-------- GIVEN DATA --------
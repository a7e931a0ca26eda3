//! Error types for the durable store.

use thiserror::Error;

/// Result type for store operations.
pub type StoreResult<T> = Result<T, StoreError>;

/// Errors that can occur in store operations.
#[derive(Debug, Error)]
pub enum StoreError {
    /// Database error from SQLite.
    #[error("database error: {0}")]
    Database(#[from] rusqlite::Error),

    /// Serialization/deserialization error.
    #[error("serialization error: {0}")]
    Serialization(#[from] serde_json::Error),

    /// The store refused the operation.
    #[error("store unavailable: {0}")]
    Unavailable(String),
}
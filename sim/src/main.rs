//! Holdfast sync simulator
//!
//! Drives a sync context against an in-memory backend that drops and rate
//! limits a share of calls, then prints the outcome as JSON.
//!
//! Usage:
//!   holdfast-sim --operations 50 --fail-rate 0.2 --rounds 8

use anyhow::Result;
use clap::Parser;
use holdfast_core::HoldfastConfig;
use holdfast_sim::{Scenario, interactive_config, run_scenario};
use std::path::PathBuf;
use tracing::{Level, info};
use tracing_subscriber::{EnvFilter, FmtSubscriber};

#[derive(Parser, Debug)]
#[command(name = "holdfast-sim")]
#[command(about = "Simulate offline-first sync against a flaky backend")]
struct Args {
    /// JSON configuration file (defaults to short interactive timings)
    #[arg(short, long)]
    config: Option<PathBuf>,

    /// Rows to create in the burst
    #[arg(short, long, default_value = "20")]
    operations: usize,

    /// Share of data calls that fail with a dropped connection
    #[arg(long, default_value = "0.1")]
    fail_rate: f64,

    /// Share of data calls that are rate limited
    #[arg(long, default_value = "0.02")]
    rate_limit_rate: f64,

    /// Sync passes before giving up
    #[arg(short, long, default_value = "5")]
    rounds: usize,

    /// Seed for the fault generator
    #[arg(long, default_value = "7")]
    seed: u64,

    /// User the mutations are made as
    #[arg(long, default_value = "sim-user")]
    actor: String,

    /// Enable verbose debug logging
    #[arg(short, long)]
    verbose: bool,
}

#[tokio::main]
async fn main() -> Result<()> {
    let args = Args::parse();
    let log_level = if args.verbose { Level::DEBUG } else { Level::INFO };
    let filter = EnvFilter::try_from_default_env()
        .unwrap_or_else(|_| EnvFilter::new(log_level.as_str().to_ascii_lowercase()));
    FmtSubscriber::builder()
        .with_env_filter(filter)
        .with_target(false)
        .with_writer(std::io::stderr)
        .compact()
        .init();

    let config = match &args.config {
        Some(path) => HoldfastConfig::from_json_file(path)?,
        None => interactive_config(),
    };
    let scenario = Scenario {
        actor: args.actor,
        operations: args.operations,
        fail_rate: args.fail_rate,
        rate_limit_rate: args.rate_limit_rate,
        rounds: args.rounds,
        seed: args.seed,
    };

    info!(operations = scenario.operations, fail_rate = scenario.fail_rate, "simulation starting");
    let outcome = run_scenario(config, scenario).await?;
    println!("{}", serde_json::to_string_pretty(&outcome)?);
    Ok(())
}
--------
◆ PROBLEM REQUIREMENTS: Please copy out each line of the material that contains the string "backend".

◆ TASK ANSWER:
//! Drives a sync context against an in-memory backend that drops and rate
#[command(about = "Simulate offline-first sync against a flaky backend")]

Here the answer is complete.